▸ **ASSIGNED TASK**:
Find all lines in the records that include the word "true", and copy them out.

▸ **SUPPLIED DATA**:
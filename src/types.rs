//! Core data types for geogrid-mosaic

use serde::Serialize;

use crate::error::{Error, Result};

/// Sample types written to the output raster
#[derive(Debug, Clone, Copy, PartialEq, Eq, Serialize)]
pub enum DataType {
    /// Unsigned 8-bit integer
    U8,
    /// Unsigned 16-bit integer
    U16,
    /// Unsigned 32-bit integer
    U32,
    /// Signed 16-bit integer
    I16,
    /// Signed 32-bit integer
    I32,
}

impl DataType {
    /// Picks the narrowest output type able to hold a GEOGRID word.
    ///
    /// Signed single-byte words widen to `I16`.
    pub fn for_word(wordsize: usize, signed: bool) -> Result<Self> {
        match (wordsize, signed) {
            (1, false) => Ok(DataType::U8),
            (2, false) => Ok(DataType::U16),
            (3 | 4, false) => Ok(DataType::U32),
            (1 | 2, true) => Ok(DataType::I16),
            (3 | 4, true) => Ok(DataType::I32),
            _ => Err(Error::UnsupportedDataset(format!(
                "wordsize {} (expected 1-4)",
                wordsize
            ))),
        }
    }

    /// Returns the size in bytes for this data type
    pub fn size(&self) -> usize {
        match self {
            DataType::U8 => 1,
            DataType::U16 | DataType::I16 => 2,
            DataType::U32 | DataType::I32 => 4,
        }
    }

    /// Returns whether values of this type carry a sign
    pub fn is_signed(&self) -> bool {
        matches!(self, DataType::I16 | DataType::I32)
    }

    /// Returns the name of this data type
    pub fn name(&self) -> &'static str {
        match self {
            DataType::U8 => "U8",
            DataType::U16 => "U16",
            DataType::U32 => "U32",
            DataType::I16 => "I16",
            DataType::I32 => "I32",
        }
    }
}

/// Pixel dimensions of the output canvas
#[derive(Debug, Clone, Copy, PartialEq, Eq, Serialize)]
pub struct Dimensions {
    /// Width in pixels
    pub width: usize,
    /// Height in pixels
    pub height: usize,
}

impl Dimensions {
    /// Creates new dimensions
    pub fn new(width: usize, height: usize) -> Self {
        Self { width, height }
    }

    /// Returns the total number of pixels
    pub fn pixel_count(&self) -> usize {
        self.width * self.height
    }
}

* * *

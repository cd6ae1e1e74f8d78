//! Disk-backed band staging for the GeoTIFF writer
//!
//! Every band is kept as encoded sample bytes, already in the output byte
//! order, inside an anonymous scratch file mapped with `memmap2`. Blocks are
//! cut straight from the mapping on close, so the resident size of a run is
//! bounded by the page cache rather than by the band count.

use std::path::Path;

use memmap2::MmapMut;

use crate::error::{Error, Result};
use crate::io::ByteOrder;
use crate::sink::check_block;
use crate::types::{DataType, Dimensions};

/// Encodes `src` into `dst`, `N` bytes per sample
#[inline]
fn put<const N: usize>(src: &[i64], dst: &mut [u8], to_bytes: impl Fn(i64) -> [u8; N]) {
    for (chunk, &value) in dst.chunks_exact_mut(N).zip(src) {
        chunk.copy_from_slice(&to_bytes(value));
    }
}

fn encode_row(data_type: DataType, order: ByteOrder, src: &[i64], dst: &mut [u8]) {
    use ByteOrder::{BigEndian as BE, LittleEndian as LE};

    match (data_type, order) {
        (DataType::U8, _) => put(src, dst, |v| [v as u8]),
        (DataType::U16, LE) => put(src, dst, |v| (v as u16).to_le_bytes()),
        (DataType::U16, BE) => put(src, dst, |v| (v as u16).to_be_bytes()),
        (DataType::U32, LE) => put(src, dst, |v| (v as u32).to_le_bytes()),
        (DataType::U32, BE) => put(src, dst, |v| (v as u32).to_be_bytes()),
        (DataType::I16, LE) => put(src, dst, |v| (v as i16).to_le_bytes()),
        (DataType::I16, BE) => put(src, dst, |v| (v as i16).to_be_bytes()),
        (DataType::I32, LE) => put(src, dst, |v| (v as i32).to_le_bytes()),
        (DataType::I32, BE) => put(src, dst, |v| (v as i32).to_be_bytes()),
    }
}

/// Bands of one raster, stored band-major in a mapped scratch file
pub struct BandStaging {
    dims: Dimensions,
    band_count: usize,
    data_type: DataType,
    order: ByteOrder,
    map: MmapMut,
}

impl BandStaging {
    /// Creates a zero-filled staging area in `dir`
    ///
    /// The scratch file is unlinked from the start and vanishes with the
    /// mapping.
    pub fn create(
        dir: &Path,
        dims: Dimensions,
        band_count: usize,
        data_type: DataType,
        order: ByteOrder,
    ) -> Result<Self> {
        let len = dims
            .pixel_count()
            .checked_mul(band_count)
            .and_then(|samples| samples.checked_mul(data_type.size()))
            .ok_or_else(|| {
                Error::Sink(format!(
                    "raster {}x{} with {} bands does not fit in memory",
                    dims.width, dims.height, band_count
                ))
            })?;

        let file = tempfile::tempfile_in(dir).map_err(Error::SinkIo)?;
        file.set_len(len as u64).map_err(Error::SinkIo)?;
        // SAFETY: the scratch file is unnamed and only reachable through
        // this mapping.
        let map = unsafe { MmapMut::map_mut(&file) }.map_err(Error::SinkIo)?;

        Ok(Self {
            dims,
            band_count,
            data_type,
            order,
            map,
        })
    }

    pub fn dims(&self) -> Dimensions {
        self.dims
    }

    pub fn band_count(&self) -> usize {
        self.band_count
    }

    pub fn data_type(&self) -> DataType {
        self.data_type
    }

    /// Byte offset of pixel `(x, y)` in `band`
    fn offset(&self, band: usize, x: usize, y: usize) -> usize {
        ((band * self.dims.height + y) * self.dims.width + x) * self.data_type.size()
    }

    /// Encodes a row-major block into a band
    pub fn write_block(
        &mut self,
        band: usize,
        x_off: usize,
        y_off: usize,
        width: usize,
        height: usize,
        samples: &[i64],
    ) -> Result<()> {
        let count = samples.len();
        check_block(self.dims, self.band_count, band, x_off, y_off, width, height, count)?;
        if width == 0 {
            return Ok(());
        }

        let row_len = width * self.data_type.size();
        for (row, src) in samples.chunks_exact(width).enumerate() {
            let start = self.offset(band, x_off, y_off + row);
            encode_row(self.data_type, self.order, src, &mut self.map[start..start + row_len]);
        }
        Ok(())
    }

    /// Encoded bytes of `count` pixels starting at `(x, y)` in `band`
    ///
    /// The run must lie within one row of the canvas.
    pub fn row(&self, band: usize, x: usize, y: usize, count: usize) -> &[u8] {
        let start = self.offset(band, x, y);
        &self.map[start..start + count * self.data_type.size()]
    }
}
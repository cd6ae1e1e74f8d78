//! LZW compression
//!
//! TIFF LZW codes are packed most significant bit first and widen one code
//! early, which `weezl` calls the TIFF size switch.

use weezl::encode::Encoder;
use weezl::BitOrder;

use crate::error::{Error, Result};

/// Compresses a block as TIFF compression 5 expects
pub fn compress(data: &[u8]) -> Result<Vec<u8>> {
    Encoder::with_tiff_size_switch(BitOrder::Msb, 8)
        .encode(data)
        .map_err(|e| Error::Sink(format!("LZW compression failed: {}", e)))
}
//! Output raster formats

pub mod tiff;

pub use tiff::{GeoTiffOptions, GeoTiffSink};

▸ **ANSWER TO THE EXERCISE**:
            (1 | 2, true) => Ok(DataType::I16),
            (3 | 4, true) => Ok(DataType::I32),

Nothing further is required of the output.